# ASSIGNED TASK
Track down every line below that holds "TaskId" and copy it.

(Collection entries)
☆ ☆ ☆ ☆ ☆ ☆ ☆

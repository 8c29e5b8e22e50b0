//! `PostgreSQL` repository implementation for bookings.

use super::{models::BookingRow, schema::bookings};
use crate::{
    booking::{
        domain::{Booking, BookingId, BookingStatus, PaymentStatus},
        ports::{BookingRepository, BookingRepositoryError, BookingRepositoryResult},
    },
    identity::domain::UserId,
    postgres::{MarketplacePgPool, PersistenceFailure, run_blocking},
    task::domain::TaskId,
};
use async_trait::async_trait;
use diesel::pg::PgConnection;
use diesel::prelude::*;
use diesel::result::{DatabaseErrorInformation, DatabaseErrorKind, Error as DieselError};

impl PersistenceFailure for BookingRepositoryError {
    fn persistence(err: impl std::error::Error + Send + Sync + 'static) -> Self {
        Self::persistence(err)
    }
}

/// `PostgreSQL`-backed booking repository.
#[derive(Debug, Clone)]
pub struct PostgresBookingRepository {
    pool: MarketplacePgPool,
}

impl PostgresBookingRepository {
    /// Creates a new repository from a `PostgreSQL` connection pool.
    #[must_use]
    pub const fn new(pool: MarketplacePgPool) -> Self {
        Self { pool }
    }
}

#[async_trait]
impl BookingRepository for PostgresBookingRepository {
    async fn store(&self, booking: &Booking) -> BookingRepositoryResult<()> {
        let owned = booking.clone();
        run_blocking(&self.pool, move |connection| insert_booking(connection, &owned)).await
    }

    async fn find_by_id(&self, id: BookingId) -> BookingRepositoryResult<Option<Booking>> {
        run_blocking(&self.pool, move |connection| {
            let row = bookings::table
                .filter(bookings::id.eq(id.into_inner()))
                .select(BookingRow::as_select())
                .first::<BookingRow>(connection)
                .optional()
                .map_err(BookingRepositoryError::persistence)?;
            row.map(Booking::try_from).transpose()
        })
        .await
    }

    async fn find_by_task(&self, task_id: TaskId) -> BookingRepositoryResult<Option<Booking>> {
        run_blocking(&self.pool, move |connection| {
            let row = bookings::table
                .filter(bookings::task_id.eq(task_id.into_inner()))
                .select(BookingRow::as_select())
                .first::<BookingRow>(connection)
                .optional()
                .map_err(BookingRepositoryError::persistence)?;
            row.map(Booking::try_from).transpose()
        })
        .await
    }

    async fn list_for_customer(&self, customer: UserId) -> BookingRepositoryResult<Vec<Booking>> {
        run_blocking(&self.pool, move |connection| {
            let rows = bookings::table
                .filter(bookings::customer_id.eq(customer.into_inner()))
                .order(bookings::created_at.desc())
                .select(BookingRow::as_select())
                .load::<BookingRow>(connection)
                .map_err(BookingRepositoryError::persistence)?;
            rows.into_iter().map(Booking::try_from).collect()
        })
        .await
    }

    async fn list_for_provider(&self, provider: UserId) -> BookingRepositoryResult<Vec<Booking>> {
        run_blocking(&self.pool, move |connection| {
            let rows = bookings::table
                .filter(bookings::provider_id.eq(provider.into_inner()))
                .order(bookings::created_at.desc())
                .select(BookingRow::as_select())
                .load::<BookingRow>(connection)
                .map_err(BookingRepositoryError::persistence)?;
            rows.into_iter().map(Booking::try_from).collect()
        })
        .await
    }

    async fn update_if_status(
        &self,
        booking: &Booking,
        expected: BookingStatus,
    ) -> BookingRepositoryResult<()> {
        let booking_id = booking.id();
        let status = booking.status().as_str();
        let updated_at = booking.updated_at();

        run_blocking(&self.pool, move |connection| {
            let updated = diesel::update(
                bookings::table
                    .filter(bookings::id.eq(booking_id.into_inner()))
                    .filter(bookings::status.eq(expected.as_str())),
            )
            .set((
                bookings::status.eq(status),
                bookings::updated_at.eq(updated_at),
            ))
            .execute(connection)
            .map_err(BookingRepositoryError::persistence)?;
            if updated == 1 {
                return Ok(());
            }
            let (actual, _) = current_statuses(connection, booking_id)?;
            Err(BookingRepositoryError::StatusConflict {
                booking_id,
                expected,
                actual: BookingStatus::try_from(actual.as_str())
                    .map_err(BookingRepositoryError::persistence)?,
            })
        })
        .await
    }

    async fn update_payment_if(
        &self,
        booking: &Booking,
        expected: PaymentStatus,
    ) -> BookingRepositoryResult<()> {
        let booking_id = booking.id();
        let payment_status = booking.payment_status().as_str();
        let updated_at = booking.updated_at();

        run_blocking(&self.pool, move |connection| {
            let updated = diesel::update(
                bookings::table
                    .filter(bookings::id.eq(booking_id.into_inner()))
                    .filter(bookings::payment_status.eq(expected.as_str())),
            )
            .set((
                bookings::payment_status.eq(payment_status),
                bookings::updated_at.eq(updated_at),
            ))
            .execute(connection)
            .map_err(BookingRepositoryError::persistence)?;
            if updated == 1 {
                return Ok(());
            }
            let (_, actual) = current_statuses(connection, booking_id)?;
            Err(BookingRepositoryError::PaymentConflict {
                booking_id,
                expected,
                actual: PaymentStatus::try_from(actual.as_str())
                    .map_err(BookingRepositoryError::persistence)?,
            })
        })
        .await
    }
}

/// Inserts a booking on an existing connection, inside a caller's
/// transaction when there is one.
pub(crate) fn insert_booking(
    connection: &mut PgConnection,
    booking: &Booking,
) -> BookingRepositoryResult<()> {
    let booking_id = booking.id();
    let task_id = booking.origin().task_id();
    let row = BookingRow::from(booking);
    diesel::insert_into(bookings::table)
        .values(&row)
        .execute(connection)
        .map_err(|err| match (err, task_id) {
            (DieselError::DatabaseError(DatabaseErrorKind::UniqueViolation, ref info), Some(id))
                if is_task_unique_violation(info.as_ref()) =>
            {
                BookingRepositoryError::DuplicateTaskBooking(id)
            }
            (DieselError::DatabaseError(DatabaseErrorKind::UniqueViolation, _), _) => {
                BookingRepositoryError::DuplicateId(booking_id)
            }
            (other, _) => BookingRepositoryError::persistence(other),
        })?;
    Ok(())
}

/// Reads the lifecycle and payment statuses after a missed conditional
/// update.
fn current_statuses(
    connection: &mut PgConnection,
    booking_id: BookingId,
) -> BookingRepositoryResult<(String, String)> {
    bookings::table
        .filter(bookings::id.eq(booking_id.into_inner()))
        .select((bookings::status, bookings::payment_status))
        .first::<(String, String)>(connection)
        .optional()
        .map_err(BookingRepositoryError::persistence)?
        .ok_or(BookingRepositoryError::NotFound(booking_id))
}

fn is_task_unique_violation(info: &dyn DatabaseErrorInformation) -> bool {
    info.constraint_name()
        .is_some_and(|name| name == "idx_bookings_task_unique")
}
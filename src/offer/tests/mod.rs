//! Unit tests for the offer context.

☆ ☆ ☆ ☆ ☆ ☆ ☆

# OUTPUT OF THE TASK
    task::domain::TaskId,
    async fn find_by_task(&self, task_id: TaskId) -> BookingRepositoryResult<Option<Booking>> {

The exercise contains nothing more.